■ Task ■
Repeat the entries exactly. Leave nothing out.

■ Records shown ■
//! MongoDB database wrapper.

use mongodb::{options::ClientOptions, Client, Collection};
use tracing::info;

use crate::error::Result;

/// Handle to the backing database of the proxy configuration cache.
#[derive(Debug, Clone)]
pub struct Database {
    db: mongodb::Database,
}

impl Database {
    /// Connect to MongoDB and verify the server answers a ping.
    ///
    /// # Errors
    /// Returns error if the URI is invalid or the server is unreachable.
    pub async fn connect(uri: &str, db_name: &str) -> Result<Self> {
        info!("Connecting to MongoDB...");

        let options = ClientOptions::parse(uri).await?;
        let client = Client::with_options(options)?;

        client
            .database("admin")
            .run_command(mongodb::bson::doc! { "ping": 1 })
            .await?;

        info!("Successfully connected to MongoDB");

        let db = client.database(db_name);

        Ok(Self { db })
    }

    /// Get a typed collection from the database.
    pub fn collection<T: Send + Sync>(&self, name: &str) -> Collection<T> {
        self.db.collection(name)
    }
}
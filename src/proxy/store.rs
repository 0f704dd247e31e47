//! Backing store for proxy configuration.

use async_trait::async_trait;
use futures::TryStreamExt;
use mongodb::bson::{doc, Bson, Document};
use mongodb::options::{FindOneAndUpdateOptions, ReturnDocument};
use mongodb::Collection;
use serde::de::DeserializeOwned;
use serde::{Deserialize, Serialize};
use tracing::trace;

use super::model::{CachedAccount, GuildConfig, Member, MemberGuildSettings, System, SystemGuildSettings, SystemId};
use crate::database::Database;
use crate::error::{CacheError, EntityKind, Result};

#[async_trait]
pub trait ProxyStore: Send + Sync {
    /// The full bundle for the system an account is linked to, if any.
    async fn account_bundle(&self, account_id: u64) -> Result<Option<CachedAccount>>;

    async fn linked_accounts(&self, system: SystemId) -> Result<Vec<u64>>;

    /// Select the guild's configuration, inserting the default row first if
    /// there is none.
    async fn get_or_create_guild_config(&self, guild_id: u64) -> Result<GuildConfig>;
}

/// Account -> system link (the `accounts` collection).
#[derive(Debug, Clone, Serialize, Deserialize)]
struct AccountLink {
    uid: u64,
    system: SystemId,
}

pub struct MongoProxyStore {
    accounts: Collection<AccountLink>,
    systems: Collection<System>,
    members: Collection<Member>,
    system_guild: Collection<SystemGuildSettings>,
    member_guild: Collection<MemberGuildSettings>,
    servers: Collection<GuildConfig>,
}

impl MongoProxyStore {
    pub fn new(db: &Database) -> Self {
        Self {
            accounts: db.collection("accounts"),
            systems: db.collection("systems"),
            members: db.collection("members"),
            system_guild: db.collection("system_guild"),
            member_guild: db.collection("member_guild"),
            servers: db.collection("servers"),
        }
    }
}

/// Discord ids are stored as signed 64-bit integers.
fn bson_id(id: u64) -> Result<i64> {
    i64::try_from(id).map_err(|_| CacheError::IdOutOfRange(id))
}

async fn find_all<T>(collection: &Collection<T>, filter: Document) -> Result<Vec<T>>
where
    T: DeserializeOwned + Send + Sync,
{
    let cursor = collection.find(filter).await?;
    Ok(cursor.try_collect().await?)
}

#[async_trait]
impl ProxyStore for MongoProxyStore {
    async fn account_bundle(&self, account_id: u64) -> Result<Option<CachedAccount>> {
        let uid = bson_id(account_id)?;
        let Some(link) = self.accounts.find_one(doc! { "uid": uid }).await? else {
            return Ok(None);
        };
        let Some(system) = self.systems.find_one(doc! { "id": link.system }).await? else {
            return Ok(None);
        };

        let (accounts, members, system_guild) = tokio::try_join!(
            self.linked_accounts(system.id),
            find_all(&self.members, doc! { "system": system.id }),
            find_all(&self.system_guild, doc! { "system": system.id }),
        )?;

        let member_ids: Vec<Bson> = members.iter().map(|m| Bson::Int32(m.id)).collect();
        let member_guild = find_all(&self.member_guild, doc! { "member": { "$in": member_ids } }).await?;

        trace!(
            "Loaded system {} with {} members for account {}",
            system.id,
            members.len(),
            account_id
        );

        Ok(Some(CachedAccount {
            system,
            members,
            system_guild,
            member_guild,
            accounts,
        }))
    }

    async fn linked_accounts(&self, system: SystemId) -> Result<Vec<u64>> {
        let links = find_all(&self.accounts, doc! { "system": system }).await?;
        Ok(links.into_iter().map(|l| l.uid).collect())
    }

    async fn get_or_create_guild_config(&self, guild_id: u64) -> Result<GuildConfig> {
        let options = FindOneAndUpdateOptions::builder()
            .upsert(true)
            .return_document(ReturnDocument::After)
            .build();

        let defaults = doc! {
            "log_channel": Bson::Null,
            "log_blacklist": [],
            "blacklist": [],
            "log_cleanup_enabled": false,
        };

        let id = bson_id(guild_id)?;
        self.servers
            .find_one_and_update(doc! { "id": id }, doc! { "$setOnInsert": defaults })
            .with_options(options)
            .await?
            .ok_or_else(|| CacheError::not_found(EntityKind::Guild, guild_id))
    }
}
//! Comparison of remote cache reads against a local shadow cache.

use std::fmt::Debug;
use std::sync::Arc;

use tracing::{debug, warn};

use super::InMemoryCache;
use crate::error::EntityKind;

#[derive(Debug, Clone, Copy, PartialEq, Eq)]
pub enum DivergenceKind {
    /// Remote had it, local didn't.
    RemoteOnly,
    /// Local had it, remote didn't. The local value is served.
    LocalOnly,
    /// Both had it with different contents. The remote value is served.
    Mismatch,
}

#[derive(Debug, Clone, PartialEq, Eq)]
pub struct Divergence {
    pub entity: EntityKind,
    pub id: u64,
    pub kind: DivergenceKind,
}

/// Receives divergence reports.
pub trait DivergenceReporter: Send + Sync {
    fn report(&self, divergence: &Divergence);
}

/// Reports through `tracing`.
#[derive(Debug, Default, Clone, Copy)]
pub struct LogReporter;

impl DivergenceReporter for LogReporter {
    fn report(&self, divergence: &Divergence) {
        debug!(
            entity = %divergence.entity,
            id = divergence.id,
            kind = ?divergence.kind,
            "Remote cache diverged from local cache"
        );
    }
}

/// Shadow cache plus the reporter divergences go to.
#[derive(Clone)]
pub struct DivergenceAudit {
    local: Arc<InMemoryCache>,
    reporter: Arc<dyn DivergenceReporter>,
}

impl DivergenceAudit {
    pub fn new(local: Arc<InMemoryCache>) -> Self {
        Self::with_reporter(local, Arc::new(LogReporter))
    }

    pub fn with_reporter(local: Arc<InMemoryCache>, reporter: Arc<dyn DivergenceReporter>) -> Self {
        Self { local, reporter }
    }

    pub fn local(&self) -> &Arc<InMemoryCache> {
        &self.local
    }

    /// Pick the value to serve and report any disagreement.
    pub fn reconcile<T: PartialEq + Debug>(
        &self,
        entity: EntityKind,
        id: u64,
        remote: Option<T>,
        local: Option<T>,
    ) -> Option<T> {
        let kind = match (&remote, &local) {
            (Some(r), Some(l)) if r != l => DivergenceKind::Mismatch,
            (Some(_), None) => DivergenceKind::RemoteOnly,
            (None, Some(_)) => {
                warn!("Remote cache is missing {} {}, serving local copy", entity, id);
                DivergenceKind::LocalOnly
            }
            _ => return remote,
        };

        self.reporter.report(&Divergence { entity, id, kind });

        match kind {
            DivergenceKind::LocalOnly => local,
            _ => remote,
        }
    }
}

■ Your solution ■
//! MongoDB database wrapper.

use mongodb::{options::ClientOptions, Client, Collection};
use tracing::info;

use crate::error::Result;

/// Handle to the backing database of the proxy configuration cache.
#[derive(Debug, Clone)]
pub struct Database {
    db: mongodb::Database,
}

impl Database {
    /// Connect to MongoDB and verify the server answers a ping.
    ///
    /// # Errors
    /// Returns error if the URI is invalid or the server is unreachable.
    pub async fn connect(uri: &str, db_name: &str) -> Result<Self> {
        info!("Connecting to MongoDB...");

        let options = ClientOptions::parse(uri).await?;
        let client = Client::with_options(options)?;

        client
            .database("admin")
            .run_command(mongodb::bson::doc! { "ping": 1 })
            .await?;

        info!("Successfully connected to MongoDB");

        let db = client.database(db_name);

        Ok(Self { db })
    }

    /// Get a typed collection from the database.
    pub fn collection<T: Send + Sync>(&self, name: &str) -> Collection<T> {
        self.db.collection(name)
    }
}
filename src/proxy/store.rs
repository 0f704dd247e31e47
//! Backing store for proxy configuration.

use async_trait::async_trait;
use futures::TryStreamExt;
use mongodb::bson::{doc, Bson, Document};
use mongodb::options::{FindOneAndUpdateOptions, ReturnDocument};
use mongodb::Collection;
use serde::de::DeserializeOwned;
use serde::{Deserialize, Serialize};
use tracing::trace;

use super::model::{CachedAccount, GuildConfig, Member, MemberGuildSettings, System, SystemGuildSettings, SystemId};
use crate::database::Database;
use crate::error::{CacheError, EntityKind, Result};

#[async_trait]
pub trait ProxyStore: Send + Sync {
    /// The full bundle for the system an account is linked to, if any.
    async fn account_bundle(&self, account_id: u64) -> Result<Option<CachedAccount>>;

    async fn linked_accounts(&self, system: SystemId) -> Result<Vec<u64>>;

    /// Select the guild's configuration, inserting the default row first if
    /// there is none.
    async fn get_or_create_guild_config(&self, guild_id: u64) -> Result<GuildConfig>;
}

/// Account -> system link (the `accounts` collection).
#[derive(Debug, Clone, Serialize, Deserialize)]
struct AccountLink {
    uid: u64,
    system: SystemId,
}

pub struct MongoProxyStore {
    accounts: Collection<AccountLink>,
    systems: Collection<System>,
    members: Collection<Member>,
    system_guild: Collection<SystemGuildSettings>,
    member_guild: Collection<MemberGuildSettings>,
    servers: Collection<GuildConfig>,
}

impl MongoProxyStore {
    pub fn new(db: &Database) -> Self {
        Self {
            accounts: db.collection("accounts"),
            systems: db.collection("systems"),
            members: db.collection("members"),
            system_guild: db.collection("system_guild"),
            member_guild: db.collection("member_guild"),
            servers: db.collection("servers"),
        }
    }
}

/// Discord ids are stored as signed 64-bit integers.
fn bson_id(id: u64) -> Result<i64> {
    i64::try_from(id).map_err(|_| CacheError::IdOutOfRange(id))
}

async fn find_all<T>(collection: &Collection<T>, filter: Document) -> Result<Vec<T>>
where
    T: DeserializeOwned + Send + Sync,
{
    let cursor = collection.find(filter).await?;
    Ok(cursor.try_collect().await?)
}

#[async_trait]
impl ProxyStore for MongoProxyStore {
    async fn account_bundle(&self, account_id: u64) -> Result<Option<CachedAccount>> {
        let uid = bson_id(account_id)?;
        let Some(link) = self.accounts.find_one(doc! { "uid": uid }).await? else {
            return Ok(None);
        };
        let Some(system) = self.systems.find_one(doc! { "id": link.system }).await? else {
            return Ok(None);
        };

        let (accounts, members, system_guild) = tokio::try_join!(
            self.linked_accounts(system.id),
            find_all(&self.members, doc! { "system": system.id }),
            find_all(&self.system_guild, doc! { "system": system.id }),
        )?;

        let member_ids: Vec<Bson> = members.iter().map(|m| Bson::Int32(m.id)).collect();
        let member_guild = find_all(&self.member_guild, doc! { "member": { "$in": member_ids } }).await?;

        trace!(
            "Loaded system {} with {} members for account {}",
            system.id,
            members.len(),
            account_id
        );

        Ok(Some(CachedAccount {
            system,
            members,
            system_guild,
            member_guild,
            accounts,
        }))
    }

    async fn linked_accounts(&self, system: SystemId) -> Result<Vec<u64>> {
        let links = find_all(&self.accounts, doc! { "system": system }).await?;
        Ok(links.into_iter().map(|l| l.uid).collect())
    }

    async fn get_or_create_guild_config(&self, guild_id: u64) -> Result<GuildConfig> {
        let options = FindOneAndUpdateOptions::builder()
            .upsert(true)
            .return_document(ReturnDocument::After)
            .build();

        let defaults = doc! {
            "log_channel": Bson::Null,
            "log_blacklist": [],
            "blacklist": [],
            "log_cleanup_enabled": false,
        };

        let id = bson_id(guild_id)?;
        self.servers
            .find_one_and_update(doc! { "id": id }, doc! { "$setOnInsert": defaults })
            .with_options(options)
            .await?
            .ok_or_else(|| CacheError::not_found(EntityKind::Guild, guild_id))
    }
}
//! Comparison of remote cache reads against a local shadow cache.

use std::fmt::Debug;
use std::sync::Arc;

use tracing::{debug, warn};

use super::InMemoryCache;
use crate::error::EntityKind;

#[derive(Debug, Clone, Copy, PartialEq, Eq)]
pub enum DivergenceKind {
    /// Remote had it, local didn't.
    RemoteOnly,
    /// Local had it, remote didn't. The local value is served.
    LocalOnly,
    /// Both had it with different contents. The remote value is served.
    Mismatch,
}

#[derive(Debug, Clone, PartialEq, Eq)]
pub struct Divergence {
    pub entity: EntityKind,
    pub id: u64,
    pub kind: DivergenceKind,
}

/// Receives divergence reports.
pub trait DivergenceReporter: Send + Sync {
    fn report(&self, divergence: &Divergence);
}

/// Reports through `tracing`.
#[derive(Debug, Default, Clone, Copy)]
pub struct LogReporter;

impl DivergenceReporter for LogReporter {
    fn report(&self, divergence: &Divergence) {
        debug!(
            entity = %divergence.entity,
            id = divergence.id,
            kind = ?divergence.kind,
            "Remote cache diverged from local cache"
        );
    }
}

/// Shadow cache plus the reporter divergences go to.
#[derive(Clone)]
pub struct DivergenceAudit {
    local: Arc<InMemoryCache>,
    reporter: Arc<dyn DivergenceReporter>,
}

impl DivergenceAudit {
    pub fn new(local: Arc<InMemoryCache>) -> Self {
        Self::with_reporter(local, Arc::new(LogReporter))
    }

    pub fn with_reporter(local: Arc<InMemoryCache>, reporter: Arc<dyn DivergenceReporter>) -> Self {
        Self { local, reporter }
    }

    pub fn local(&self) -> &Arc<InMemoryCache> {
        &self.local
    }

    /// Pick the value to serve and report any disagreement.
    pub fn reconcile<T: PartialEq + Debug>(
        &self,
        entity: EntityKind,
        id: u64,
        remote: Option<T>,
        local: Option<T>,
    ) -> Option<T> {
        let kind = match (&remote, &local) {
            (Some(r), Some(l)) if r != l => DivergenceKind::Mismatch,
            (Some(_), None) => DivergenceKind::RemoteOnly,
            (None, Some(_)) => {
                warn!("Remote cache is missing {} {}, serving local copy", entity, id);
                DivergenceKind::LocalOnly
            }
            _ => return remote,
        };

        self.reporter.report(&Divergence { entity, id, kind });

        match kind {
            DivergenceKind::LocalOnly => local,
            _ => remote,
        }
    }
}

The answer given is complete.